Complexity and Misspecification
Drew Fudenberg, Florian Mudekereza
TL;DR
The paper develops a tractable framework that combines concerns about model misspecification with a preference for simplicity by penalizing the entropy of worst-case distortions. This leads to Gibbs-type distortions and a dynamic learning environment in which complexity aversion can eliminate cycles and steer decisions toward safer actions, with welfare gains when safety aligns with the true data-generating process. The approach yields microfoundations for empirical phenomena such as scale heterogeneity in discrete choice, probability neglect, and home bias in international finance, and connects to rational inattention and stochastic growth literature through an information-theoretic lens.

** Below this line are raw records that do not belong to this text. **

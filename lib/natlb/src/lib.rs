// This Source Code Form is subject to the terms of the Mozilla Public
// License, v. 2.0. If a copy of the MPL was not distributed with this
// file, You can obtain one at https://mozilla.org/MPL/2.0/.

// Copyright 2025 Oxide Computer Company

//! A minimal stateful NAT load balancer.
//!
//! The engine inspects TCP/IPv4 frames traversing a device, tracks
//! flows addressed to a configured frontend, and rewrites them in
//! place so traffic is transparently redirected to a backend and the
//! reply path restored to the client. It sits inline on a live
//! forwarding path, so it fails open: on any error a frame passes
//! unmodified, never dropped.

#![deny(unreachable_patterns)]
#![deny(unused_must_use)]

pub use natlb_api as api;

pub mod engine;
pub mod print;
pub mod store;
// This Source Code Form is subject to the terms of the Mozilla Public
// License, v. 2.0. If a copy of the MPL was not distributed with this
// file, You can obtain one at https://mozilla.org/MPL/2.0/.

// Copyright 2025 Oxide Computer Company

//! Dump responses handed to operator tooling.
//!
//! The engine side fills these in by walking its tables; the wire
//! form is postcard, same as everything else crossing the
//! engine/control-plane boundary.

use super::flow::Backend;
use super::flow::FlowKey;
use alloc::vec::Vec;
use serde::Deserialize;
use serde::Serialize;

/// One tracked session: the tuple as the client sent it and the
/// tuple it is rewritten to.
#[derive(Clone, Copy, Debug, Deserialize, Eq, PartialEq, Serialize)]
pub struct SessionEntry {
    pub orig: FlowKey,
    pub rewritten: FlowKey,
}

/// The forward half of the session state.
#[derive(Clone, Debug, Default, Deserialize, Serialize)]
pub struct DumpSessionsResp {
    pub entries: Vec<SessionEntry>,
}

/// One registry slot.
#[derive(Clone, Copy, Debug, Deserialize, Eq, PartialEq, Serialize)]
pub struct BackendEntry {
    pub slot: u32,
    pub backend: Backend,
}

/// The configured backend registry.
#[derive(Clone, Debug, Default, Deserialize, Serialize)]
pub struct DumpBackendsResp {
    pub backends: Vec<BackendEntry>,
}

impl DumpSessionsResp {
    pub fn encode(&self) -> Result<Vec<u8>, postcard::Error> {
        postcard::to_allocvec(self)
    }

    pub fn decode(bytes: &[u8]) -> Result<Self, postcard::Error> {
        postcard::from_bytes(bytes)
    }
}

impl DumpBackendsResp {
    pub fn encode(&self) -> Result<Vec<u8>, postcard::Error> {
        postcard::to_allocvec(self)
    }

    pub fn decode(bytes: &[u8]) -> Result<Self, postcard::Error> {
        postcard::from_bytes(bytes)
    }
}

Methodologically, the paper derives closed-form distortions, envelope results, and ARC representations, and provides a rich set of applications and welfare implications for long-run decision making under uncertainty.
Abstract
We propose a tractable unified framework to study the evolution and interaction of model-misspecification concerns and complexity aversion in repeated decision problems. This aims to capture environments where decision makers worry that their models are misspecified while also disliking overly complex models. We find that pathological cycles caused by endogenous concerns for misspecification can be eliminated by penalizing complex models and show that such preferences for simplicity tend to favor safety, which can enhance welfare in the long run. We use our framework to provide new microfoundations for pervasive empirical phenomena such as "scale heterogeneity" in discrete-choice analysis, "probability neglect" in behavioral economics, and "home bias" in international finance.